In Italia e in Europa non c’è (ancora) un’emergenza Fentanyl. Probabilmente grazie alla disponibilità di cure mediche adeguate dedicate al trattamento del dolore e all’adozione di programmi di sostituzione degli oppiacei volti ad affrontare eventuali dipendenze. E forse anche grazie al monitoraggio continuo, basato ad esempio sul controllo delle acque reflue: in uno studio nazionale sui trend di consumo delle sostanze psicoattive “maggiori” condotto dal Laboratorio di Indicatori Epidemiologici Ambientali dell’Istituto Mario Negri diretto da Sara Castiglioni si evidenzia come questa sostanza non sia stata rilevata nei campioni delle 33 città italiane parte del monitoraggio.
Ma l’attenzione si sta alzando, soprattutto perché c’è un forte interesse della criminalità organizzata, che ha fiutato il business. Basti pensare che da 1kg di polvere di Fentanyl, che costa 10mila euro al mercato criminale, è possibile ricavare 1 milione di pillole che, vendute a 20 euro l’una fanno 20 milioni di euro. Tutte le mafie sono interessate a questo tipo di mercato con pochi rischi e molti guadagni. L’Europol e l’Interpol nel 2023 hanno già individuato in Europa circa 400 laboratori clandestini (alcuni anche in Italia) (fonte Istituto Mario Negri).
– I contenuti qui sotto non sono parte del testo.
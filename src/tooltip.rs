//! Hover tooltips for chart points
//!
//! A tooltip shows the build date in UTC, the hovered value (metric or
//! "pass") and, when known, the revision with a link into the branch's
//! repository.

use crate::config::PlotConfig;
use crate::timestamp::Timestamp;
use serde::{Serialize, Serializer};
use std::fmt;

/// Value shown for the hovered point
#[derive(Debug, Clone, Copy, PartialEq)]
pub enum TooltipValue {
    Metric(f64),
    Pass,
}

impl Serialize for TooltipValue {
    fn serialize<S: Serializer>(&self, serializer: S) -> Result<S::Ok, S::Error> {
        match self {
            TooltipValue::Metric(metric) => serializer.serialize_f64(*metric),
            TooltipValue::Pass => serializer.serialize_str("pass"),
        }
    }
}

impl fmt::Display for TooltipValue {
    fn fmt(&self, f: &mut fmt::Formatter<'_>) -> fmt::Result {
        match self {
            TooltipValue::Metric(metric) => write!(f, "{}", metric),
            TooltipValue::Pass => f.write_str("pass"),
        }
    }
}

/// Tooltip content for one point
#[derive(Debug, Clone, PartialEq, Serialize)]
pub struct Tooltip {
    /// `YYYY-MM-DD HH:MM:SS` in UTC
    pub date: String,
    pub value: TooltipValue,
    #[serde(skip_serializing_if = "Option::is_none")]
    pub revision: Option<String>,
    #[serde(skip_serializing_if = "Option::is_none")]
    pub url: Option<String>,
}

impl Tooltip {
    pub fn new(
        timestamp: Timestamp,
        value: TooltipValue,
        branch: &str,
        revision: Option<&str>,
        config: &PlotConfig,
    ) -> Self {
        let revision = revision.filter(|r| !r.is_empty());
        let url = revision.and_then(|rev| {
            config
                .revision_url_base(branch)
                .map(|base| format!("{}{}", base, rev))
        });

        Self {
            date: timestamp.to_string(),
            value,
            revision: revision.map(str::to_string),
            url,
        }
    }
}

impl fmt::Display for Tooltip {
    fn fmt(&self, f: &mut fmt::Formatter<'_>) -> fmt::Result {
        write!(f, "{}: {}", self.date, self.value)?;
        match (&self.revision, &self.url) {
            (Some(_), Some(url)) => write!(f, " ({})", url),
            (Some(revision), None) => write!(f, " (revision {})", revision),
            _ => Ok(()),
        }
    }
}

#[cfg(test)]
mod tests {
    use super::*;

    #[test]
    fn test_tooltip_with_known_branch() {
        let config = PlotConfig::default();
        let tooltip = Tooltip::new(
            Timestamp::parse("2012-04-03T06:31:58"),
            TooltipValue::Metric(12.5),
            "mozilla-inbound",
            Some("abcdef012345"),
            &config,
        );
        assert_eq!(tooltip.date, "2012-04-03 06:31:58");
        assert_eq!(
            tooltip.url.as_deref(),
            Some("https://hg.mozilla.org/integration/mozilla-inbound/rev/abcdef012345")
        );
        assert_eq!(
            tooltip.to_string(),
            "2012-04-03 06:31:58: 12.5 (https://hg.mozilla.org/integration/mozilla-inbound/rev/abcdef012345)"
        );
    }

    #[test]
    fn test_tooltip_unknown_branch_has_no_url() {
        let tooltip = Tooltip::new(
            Timestamp::parse("2012-04-03"),
            TooltipValue::Pass,
            "birch",
            Some("abc"),
            &PlotConfig::default(),
        );
        assert_eq!(tooltip.revision.as_deref(), Some("abc"));
        assert!(tooltip.url.is_none());
        assert_eq!(tooltip.to_string(), "2012-04-03 00:00:00: pass (revision abc)");
    }

    #[test]
    fn test_tooltip_without_revision() {
        let tooltip = Tooltip::new(
            Timestamp::parse("2012-04-03"),
            TooltipValue::Metric(1.0),
            "try",
            None,
            &PlotConfig::default(),
        );
        assert!(tooltip.revision.is_none());
        assert!(tooltip.url.is_none());
    }

    #[test]
    fn test_tooltip_serializes_pass_as_string() {
        let tooltip = Tooltip::new(
            Timestamp::parse("2012-04-03"),
            TooltipValue::Pass,
            "try",
            Some(""),
            &PlotConfig::default(),
        );
        let json = serde_json::to_value(&tooltip).unwrap();
        assert_eq!(json["value"], "pass");
        assert!(json.get("revision").is_none());
    }
}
Con la testa sotto la sabbia…
Centododici arresti, di cui 85 in carcere. Questa è la misura del fenomeno DROGA a Messina. Numeri sui quali, se uniti a quelli del disagio minorile e di quelli dei casi in atto trattati dal Tribunale dei Minori che dimostrano quanto sia in evidente ed incontestabile affanno, è necessario riflettere perché sono prova inconfutabile dell’esigenza di agire prima che sia troppo tardi. Dati che se coniugati con quelli del numero degli operatori sociali a disposizione del Comune di Messina, con quelli di strutture di primo intervento come i SERD, come quelli di Messina Nord e Sud, con quelli della disoccupazione, della dispersione scolastica, quella VERA, con quelli dei disagi dei nuclei familiari, mostrano quanto la nostra città sia impreparata e culturalmente, stupidamente e pericolosamente refrattaria ad un problema a cui non è di certo immune. Emergenze come quelle di Milano, Roma, o della, più vicina a noi, Palermo con quartieri ghetto trasformati in enormi crack house, devono far scattare nelle nostre testoline e in quelle di chi amministra la cosa pubblica, quanto meno un flebile segnale d’allarme, che deve diventare tale da ridurre o meglio coniugare, quanto meno, l’impegno in vane futilità con quello impellente di destinare fondi e tempo ad un futuro migliore, più sano e sicuro per la nostra risorsa più importante: i giovani.
Come ha detto oggi il Papa “Chi spaccia droga è un assassino”, ma chi volge la testa dall’altra parte è complice.